▶ **TASK REQUIREMENTS**
Whenever the word "consumes" shows up in a line of the data, copy that line.
•••••
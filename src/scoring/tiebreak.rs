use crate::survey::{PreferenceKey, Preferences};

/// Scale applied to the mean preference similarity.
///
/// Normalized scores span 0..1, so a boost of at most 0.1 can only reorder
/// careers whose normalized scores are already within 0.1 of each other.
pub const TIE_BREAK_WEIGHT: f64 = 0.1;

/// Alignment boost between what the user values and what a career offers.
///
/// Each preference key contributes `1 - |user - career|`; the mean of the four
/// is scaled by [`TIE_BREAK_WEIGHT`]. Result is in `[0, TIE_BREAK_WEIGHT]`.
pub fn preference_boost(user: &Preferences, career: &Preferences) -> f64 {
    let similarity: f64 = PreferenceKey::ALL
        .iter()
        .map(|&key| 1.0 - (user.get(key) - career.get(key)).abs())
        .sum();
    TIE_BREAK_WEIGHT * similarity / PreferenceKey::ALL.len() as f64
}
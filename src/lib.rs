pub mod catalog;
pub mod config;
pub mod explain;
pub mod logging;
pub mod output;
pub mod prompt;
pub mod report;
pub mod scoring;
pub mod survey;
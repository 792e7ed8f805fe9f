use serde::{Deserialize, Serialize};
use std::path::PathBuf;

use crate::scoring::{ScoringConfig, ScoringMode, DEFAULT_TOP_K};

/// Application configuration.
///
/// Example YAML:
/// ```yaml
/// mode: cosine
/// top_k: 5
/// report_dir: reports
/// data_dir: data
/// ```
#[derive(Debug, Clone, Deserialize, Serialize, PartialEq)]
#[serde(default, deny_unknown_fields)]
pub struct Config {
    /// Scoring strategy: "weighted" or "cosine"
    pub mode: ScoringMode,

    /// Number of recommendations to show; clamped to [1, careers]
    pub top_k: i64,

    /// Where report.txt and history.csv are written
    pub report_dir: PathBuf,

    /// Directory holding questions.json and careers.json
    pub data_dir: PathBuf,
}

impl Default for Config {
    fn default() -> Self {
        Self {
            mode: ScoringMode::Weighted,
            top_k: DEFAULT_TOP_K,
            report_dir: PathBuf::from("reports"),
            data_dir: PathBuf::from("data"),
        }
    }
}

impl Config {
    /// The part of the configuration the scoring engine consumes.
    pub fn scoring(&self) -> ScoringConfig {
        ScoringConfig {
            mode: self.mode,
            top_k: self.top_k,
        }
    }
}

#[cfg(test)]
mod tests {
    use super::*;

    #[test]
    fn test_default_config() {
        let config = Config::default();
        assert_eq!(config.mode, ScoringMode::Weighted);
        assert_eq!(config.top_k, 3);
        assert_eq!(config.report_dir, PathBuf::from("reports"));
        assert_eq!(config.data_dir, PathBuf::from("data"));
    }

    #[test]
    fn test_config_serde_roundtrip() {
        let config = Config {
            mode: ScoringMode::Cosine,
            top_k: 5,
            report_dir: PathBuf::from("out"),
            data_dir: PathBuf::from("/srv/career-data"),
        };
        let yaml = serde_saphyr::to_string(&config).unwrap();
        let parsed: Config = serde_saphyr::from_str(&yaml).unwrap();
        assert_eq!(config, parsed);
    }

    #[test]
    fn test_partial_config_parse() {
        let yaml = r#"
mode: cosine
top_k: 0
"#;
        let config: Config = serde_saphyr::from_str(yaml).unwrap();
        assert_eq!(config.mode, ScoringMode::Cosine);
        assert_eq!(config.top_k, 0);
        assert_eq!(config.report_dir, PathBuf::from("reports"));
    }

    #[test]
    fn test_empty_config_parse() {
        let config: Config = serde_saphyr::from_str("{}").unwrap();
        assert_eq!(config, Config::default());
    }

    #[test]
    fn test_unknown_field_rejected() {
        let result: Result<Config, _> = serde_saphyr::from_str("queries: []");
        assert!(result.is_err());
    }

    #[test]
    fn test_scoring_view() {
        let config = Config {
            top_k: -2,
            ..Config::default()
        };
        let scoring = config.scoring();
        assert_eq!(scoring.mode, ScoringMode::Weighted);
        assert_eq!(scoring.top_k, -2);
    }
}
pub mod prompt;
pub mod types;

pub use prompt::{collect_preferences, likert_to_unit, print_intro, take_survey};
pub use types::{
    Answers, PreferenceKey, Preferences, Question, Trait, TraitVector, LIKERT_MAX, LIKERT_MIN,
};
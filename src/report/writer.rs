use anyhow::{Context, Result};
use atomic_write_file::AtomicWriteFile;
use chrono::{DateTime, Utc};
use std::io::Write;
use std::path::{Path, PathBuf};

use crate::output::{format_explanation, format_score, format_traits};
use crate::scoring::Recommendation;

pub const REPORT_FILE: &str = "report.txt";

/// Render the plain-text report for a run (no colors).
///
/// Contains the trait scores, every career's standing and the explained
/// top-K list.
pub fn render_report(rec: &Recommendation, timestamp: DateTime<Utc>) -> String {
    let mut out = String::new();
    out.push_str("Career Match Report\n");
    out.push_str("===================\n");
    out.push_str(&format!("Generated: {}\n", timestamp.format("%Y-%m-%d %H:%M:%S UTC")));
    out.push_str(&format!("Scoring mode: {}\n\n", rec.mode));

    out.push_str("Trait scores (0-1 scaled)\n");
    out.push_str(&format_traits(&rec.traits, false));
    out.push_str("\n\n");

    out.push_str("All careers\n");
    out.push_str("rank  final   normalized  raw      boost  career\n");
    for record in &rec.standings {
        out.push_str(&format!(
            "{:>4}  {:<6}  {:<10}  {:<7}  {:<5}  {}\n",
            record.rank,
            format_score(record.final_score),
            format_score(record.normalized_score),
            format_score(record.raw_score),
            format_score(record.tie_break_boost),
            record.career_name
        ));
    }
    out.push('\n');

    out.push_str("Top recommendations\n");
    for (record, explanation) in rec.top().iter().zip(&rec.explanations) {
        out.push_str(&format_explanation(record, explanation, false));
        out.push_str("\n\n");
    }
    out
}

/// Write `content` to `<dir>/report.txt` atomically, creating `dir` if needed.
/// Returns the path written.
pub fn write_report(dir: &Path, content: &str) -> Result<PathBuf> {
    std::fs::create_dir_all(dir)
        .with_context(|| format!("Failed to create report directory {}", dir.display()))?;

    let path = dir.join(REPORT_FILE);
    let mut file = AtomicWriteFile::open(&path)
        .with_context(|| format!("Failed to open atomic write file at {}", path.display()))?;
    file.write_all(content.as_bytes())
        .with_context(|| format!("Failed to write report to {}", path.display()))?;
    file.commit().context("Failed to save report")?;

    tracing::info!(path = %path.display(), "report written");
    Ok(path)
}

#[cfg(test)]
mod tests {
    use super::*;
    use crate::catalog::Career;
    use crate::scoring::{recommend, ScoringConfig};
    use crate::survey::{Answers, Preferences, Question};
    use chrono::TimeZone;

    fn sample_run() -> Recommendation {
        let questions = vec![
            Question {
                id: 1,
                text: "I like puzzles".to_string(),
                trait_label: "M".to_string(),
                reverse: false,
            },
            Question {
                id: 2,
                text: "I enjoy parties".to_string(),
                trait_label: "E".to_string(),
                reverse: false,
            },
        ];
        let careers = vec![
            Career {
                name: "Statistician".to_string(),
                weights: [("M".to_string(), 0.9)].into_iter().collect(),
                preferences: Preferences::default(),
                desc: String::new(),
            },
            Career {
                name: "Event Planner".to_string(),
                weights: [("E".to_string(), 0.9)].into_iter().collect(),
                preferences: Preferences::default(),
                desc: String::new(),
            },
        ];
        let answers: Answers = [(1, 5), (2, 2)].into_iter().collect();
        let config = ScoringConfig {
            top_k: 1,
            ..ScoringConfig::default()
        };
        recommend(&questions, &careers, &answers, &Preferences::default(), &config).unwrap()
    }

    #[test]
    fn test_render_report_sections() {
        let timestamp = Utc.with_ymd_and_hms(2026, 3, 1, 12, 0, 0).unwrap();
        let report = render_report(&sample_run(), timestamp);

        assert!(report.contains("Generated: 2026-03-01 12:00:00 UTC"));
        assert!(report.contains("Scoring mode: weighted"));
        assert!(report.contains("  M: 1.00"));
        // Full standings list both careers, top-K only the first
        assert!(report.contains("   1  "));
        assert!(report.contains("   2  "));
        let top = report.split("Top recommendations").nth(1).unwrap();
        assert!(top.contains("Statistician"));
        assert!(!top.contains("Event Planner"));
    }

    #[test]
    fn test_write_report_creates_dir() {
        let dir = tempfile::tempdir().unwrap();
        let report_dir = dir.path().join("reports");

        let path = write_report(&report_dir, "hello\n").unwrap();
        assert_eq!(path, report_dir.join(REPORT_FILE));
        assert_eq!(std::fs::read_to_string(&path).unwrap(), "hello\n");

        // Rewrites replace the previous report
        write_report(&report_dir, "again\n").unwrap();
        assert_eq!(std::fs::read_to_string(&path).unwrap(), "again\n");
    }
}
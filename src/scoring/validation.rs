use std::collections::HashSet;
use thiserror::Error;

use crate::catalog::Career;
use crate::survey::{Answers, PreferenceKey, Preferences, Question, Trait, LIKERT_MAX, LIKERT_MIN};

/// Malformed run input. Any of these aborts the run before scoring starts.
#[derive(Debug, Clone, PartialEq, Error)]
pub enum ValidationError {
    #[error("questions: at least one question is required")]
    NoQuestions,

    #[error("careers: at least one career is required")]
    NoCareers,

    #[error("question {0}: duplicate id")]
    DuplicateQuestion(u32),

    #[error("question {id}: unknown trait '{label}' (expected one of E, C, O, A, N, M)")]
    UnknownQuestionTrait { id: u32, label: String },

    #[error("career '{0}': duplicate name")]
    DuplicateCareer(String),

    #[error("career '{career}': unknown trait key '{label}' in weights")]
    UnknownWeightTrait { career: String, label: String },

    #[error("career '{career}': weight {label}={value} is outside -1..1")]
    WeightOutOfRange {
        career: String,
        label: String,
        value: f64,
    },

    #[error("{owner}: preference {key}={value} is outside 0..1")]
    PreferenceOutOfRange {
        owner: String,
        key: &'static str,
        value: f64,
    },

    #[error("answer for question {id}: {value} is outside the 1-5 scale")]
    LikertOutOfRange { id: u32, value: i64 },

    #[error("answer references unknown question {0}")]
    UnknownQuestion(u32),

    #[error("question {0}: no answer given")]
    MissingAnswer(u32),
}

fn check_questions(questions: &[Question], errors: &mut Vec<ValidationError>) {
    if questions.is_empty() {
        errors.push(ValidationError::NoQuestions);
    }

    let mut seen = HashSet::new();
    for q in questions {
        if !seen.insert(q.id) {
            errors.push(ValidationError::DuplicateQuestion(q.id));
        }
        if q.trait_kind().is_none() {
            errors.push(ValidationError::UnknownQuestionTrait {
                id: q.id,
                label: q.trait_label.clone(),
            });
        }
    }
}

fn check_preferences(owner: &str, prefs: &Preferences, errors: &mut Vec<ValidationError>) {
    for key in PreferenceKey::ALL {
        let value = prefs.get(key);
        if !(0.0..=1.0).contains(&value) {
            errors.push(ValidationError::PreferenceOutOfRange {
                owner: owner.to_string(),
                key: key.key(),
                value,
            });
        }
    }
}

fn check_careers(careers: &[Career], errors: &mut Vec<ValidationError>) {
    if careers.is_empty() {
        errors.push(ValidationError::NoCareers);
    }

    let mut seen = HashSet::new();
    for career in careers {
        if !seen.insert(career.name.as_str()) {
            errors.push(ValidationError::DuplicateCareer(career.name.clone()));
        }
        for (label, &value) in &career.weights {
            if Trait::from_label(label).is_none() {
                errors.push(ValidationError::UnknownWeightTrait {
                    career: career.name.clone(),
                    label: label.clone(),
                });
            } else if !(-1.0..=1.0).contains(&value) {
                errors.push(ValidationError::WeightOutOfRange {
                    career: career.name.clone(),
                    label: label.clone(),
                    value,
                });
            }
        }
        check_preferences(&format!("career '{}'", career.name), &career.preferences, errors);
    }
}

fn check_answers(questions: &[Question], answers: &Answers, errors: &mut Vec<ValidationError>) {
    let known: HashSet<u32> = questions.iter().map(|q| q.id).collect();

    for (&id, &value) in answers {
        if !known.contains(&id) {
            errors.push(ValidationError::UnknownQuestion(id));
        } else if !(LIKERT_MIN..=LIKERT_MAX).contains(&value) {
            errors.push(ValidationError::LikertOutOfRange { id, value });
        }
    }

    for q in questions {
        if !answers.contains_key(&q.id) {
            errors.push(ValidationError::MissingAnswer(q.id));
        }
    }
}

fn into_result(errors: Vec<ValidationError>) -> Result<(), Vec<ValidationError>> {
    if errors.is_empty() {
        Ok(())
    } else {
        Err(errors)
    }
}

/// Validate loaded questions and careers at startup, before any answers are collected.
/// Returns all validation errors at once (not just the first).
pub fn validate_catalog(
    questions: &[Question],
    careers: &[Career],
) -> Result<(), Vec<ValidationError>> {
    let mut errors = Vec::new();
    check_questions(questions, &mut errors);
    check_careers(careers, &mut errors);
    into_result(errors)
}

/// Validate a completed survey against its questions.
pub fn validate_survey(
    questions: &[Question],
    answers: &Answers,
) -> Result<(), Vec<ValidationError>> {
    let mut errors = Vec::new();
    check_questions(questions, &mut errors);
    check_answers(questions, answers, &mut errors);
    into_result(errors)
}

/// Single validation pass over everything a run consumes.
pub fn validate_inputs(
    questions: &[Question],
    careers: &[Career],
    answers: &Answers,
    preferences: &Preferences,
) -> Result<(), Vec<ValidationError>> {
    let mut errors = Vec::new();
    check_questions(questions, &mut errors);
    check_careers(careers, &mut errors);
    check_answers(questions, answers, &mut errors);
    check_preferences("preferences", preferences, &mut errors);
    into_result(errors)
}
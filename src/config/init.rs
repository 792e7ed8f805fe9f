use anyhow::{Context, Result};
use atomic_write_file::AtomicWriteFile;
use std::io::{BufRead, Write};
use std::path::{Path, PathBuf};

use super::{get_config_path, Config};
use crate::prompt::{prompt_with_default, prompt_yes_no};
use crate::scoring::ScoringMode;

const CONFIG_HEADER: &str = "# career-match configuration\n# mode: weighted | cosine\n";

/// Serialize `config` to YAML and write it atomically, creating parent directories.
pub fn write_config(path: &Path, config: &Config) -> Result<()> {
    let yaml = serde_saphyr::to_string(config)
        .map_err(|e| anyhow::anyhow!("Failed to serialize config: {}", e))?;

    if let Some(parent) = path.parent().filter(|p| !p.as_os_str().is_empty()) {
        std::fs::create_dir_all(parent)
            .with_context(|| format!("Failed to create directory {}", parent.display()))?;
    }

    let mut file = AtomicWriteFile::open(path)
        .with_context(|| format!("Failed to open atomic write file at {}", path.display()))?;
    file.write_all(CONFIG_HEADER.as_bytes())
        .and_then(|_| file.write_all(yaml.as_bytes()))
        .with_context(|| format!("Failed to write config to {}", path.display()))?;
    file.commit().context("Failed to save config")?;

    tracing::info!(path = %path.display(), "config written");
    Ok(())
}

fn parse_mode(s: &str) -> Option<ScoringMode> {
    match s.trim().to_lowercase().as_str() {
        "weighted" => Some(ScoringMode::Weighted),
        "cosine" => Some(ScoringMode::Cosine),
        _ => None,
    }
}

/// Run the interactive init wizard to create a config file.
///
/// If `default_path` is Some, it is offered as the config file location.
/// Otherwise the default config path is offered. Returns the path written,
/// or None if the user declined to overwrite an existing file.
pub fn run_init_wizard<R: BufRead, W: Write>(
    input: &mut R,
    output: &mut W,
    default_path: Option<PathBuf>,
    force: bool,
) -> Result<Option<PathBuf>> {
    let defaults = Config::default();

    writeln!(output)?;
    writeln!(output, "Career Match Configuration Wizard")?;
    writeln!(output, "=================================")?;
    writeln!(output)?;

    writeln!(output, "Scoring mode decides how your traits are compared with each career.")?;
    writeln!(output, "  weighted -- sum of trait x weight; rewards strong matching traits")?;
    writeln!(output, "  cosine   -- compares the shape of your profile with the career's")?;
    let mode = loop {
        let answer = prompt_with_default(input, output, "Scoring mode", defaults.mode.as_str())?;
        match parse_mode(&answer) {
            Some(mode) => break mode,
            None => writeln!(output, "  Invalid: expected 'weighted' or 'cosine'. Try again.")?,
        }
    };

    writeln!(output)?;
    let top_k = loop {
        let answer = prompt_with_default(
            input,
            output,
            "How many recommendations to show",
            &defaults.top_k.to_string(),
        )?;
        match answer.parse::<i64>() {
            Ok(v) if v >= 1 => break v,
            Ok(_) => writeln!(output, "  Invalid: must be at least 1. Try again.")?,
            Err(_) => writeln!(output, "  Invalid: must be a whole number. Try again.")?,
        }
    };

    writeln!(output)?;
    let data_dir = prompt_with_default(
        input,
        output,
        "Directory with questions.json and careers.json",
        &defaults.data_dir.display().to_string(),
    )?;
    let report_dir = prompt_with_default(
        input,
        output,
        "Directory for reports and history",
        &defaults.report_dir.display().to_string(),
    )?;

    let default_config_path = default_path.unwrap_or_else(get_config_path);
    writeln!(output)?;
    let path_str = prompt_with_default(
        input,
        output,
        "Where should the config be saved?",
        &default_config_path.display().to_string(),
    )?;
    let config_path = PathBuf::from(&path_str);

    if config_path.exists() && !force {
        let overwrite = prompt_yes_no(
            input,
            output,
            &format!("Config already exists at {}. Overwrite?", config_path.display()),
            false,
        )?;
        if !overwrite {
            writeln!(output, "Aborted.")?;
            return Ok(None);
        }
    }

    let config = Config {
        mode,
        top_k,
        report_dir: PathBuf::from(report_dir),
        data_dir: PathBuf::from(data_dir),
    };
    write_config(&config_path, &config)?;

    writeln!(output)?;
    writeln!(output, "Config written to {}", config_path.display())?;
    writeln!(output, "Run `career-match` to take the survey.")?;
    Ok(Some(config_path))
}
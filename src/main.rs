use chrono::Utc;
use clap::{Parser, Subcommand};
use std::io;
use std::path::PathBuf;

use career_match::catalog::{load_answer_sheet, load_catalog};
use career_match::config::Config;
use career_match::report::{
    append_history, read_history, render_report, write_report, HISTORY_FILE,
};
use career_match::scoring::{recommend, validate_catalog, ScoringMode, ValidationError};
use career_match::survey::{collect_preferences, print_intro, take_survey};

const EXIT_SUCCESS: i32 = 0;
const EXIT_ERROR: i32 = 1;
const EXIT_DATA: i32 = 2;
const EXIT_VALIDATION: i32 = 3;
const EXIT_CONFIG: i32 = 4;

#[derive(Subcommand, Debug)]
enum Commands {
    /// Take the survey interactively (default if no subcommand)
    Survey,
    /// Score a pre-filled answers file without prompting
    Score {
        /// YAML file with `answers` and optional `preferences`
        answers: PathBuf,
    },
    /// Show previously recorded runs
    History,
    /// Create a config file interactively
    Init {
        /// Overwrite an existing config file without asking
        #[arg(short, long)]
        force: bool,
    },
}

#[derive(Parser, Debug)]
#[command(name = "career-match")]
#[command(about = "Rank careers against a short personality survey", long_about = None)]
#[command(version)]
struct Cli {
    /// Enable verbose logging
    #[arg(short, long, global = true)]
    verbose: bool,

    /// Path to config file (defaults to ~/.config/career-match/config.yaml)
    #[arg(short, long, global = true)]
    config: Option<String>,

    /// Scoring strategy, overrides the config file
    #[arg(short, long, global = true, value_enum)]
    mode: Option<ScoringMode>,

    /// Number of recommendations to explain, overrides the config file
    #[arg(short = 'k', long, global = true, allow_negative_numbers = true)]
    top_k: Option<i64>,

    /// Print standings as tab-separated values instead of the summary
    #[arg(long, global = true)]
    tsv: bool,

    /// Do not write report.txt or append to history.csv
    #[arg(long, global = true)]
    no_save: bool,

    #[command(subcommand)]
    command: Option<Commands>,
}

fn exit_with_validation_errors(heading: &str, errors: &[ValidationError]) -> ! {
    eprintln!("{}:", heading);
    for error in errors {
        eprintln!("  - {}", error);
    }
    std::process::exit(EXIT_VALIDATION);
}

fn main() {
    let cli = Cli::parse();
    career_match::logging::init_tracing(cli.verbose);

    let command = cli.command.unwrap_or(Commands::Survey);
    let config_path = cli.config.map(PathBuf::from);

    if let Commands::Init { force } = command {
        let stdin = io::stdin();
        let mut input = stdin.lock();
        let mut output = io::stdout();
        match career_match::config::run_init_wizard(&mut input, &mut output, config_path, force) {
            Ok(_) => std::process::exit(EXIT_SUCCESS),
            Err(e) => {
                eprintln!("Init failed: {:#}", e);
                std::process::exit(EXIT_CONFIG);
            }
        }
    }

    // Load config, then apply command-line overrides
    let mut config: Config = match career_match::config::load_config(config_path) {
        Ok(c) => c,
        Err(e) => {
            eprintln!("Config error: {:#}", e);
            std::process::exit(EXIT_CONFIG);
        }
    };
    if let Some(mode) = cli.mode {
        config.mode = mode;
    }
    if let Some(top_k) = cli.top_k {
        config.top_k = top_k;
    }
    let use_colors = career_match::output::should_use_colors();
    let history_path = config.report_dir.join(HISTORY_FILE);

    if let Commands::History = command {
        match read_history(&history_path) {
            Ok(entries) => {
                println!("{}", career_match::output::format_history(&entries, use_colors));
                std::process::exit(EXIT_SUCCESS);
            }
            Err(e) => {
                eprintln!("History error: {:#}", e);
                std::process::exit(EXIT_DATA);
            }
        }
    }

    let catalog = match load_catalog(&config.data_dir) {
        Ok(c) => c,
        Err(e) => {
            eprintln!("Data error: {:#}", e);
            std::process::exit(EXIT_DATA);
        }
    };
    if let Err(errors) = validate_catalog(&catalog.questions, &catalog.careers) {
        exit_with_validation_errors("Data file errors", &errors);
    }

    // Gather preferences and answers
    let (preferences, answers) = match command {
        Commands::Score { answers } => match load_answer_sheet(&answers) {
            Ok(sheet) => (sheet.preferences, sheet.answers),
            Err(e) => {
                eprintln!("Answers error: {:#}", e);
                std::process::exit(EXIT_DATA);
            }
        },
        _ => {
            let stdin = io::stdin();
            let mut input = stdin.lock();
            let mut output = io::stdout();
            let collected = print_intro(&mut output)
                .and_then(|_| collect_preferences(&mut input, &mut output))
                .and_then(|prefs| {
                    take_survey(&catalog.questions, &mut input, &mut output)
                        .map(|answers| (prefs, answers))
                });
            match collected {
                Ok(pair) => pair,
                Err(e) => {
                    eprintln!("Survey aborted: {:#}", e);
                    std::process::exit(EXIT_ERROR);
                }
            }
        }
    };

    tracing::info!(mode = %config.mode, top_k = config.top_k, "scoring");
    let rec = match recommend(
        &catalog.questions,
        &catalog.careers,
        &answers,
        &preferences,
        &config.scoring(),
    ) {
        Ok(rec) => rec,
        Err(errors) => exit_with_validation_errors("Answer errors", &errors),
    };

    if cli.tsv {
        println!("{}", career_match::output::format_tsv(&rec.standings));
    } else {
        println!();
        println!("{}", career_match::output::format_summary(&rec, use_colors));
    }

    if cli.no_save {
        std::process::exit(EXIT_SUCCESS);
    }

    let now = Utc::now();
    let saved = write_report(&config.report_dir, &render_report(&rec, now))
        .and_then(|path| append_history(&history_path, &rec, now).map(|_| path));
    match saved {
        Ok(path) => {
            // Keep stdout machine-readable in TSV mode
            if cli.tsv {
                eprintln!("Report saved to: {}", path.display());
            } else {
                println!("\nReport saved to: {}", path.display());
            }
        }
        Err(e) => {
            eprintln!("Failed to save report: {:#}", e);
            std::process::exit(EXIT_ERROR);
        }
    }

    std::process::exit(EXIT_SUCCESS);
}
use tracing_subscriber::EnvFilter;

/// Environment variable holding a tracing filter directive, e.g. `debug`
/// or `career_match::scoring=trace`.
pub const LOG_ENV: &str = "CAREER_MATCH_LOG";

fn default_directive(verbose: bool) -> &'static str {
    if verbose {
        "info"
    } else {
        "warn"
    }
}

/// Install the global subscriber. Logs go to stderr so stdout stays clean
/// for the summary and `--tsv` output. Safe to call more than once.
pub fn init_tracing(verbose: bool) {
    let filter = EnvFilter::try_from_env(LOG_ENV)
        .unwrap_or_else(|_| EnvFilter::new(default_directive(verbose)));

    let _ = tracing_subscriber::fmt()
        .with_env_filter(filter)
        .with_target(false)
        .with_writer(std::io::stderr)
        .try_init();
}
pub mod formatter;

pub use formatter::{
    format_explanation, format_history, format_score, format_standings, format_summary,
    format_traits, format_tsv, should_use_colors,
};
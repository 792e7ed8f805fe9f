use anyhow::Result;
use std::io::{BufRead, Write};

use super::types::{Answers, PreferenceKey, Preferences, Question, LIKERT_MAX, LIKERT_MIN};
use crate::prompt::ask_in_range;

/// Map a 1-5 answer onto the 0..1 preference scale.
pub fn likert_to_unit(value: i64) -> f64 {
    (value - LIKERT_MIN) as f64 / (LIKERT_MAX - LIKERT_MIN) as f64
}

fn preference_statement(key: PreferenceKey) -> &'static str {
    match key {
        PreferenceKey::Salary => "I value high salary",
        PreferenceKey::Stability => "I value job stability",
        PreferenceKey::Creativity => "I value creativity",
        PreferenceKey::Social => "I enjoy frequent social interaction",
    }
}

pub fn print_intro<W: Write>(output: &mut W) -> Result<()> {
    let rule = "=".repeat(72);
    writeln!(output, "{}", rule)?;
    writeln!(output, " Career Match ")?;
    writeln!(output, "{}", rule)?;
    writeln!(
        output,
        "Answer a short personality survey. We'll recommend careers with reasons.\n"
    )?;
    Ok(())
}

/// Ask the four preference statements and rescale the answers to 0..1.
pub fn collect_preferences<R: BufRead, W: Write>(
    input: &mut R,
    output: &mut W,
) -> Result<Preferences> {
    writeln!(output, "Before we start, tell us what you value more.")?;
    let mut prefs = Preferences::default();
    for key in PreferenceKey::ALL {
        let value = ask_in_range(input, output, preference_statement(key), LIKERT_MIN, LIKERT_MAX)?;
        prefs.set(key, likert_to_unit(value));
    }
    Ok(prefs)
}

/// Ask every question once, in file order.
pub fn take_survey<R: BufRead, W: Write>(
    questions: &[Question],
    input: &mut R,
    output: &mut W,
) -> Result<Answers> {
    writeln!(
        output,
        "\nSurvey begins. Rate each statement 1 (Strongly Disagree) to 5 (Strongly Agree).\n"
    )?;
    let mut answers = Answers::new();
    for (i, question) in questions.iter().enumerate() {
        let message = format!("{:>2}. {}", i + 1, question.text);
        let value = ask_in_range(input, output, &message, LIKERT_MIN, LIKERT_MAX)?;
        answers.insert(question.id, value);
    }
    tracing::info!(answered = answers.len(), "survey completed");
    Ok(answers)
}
•••••
▶ **ANSWER BOX**
    /// The part of the configuration the scoring engine consumes.
/// Single validation pass over everything a run consumes.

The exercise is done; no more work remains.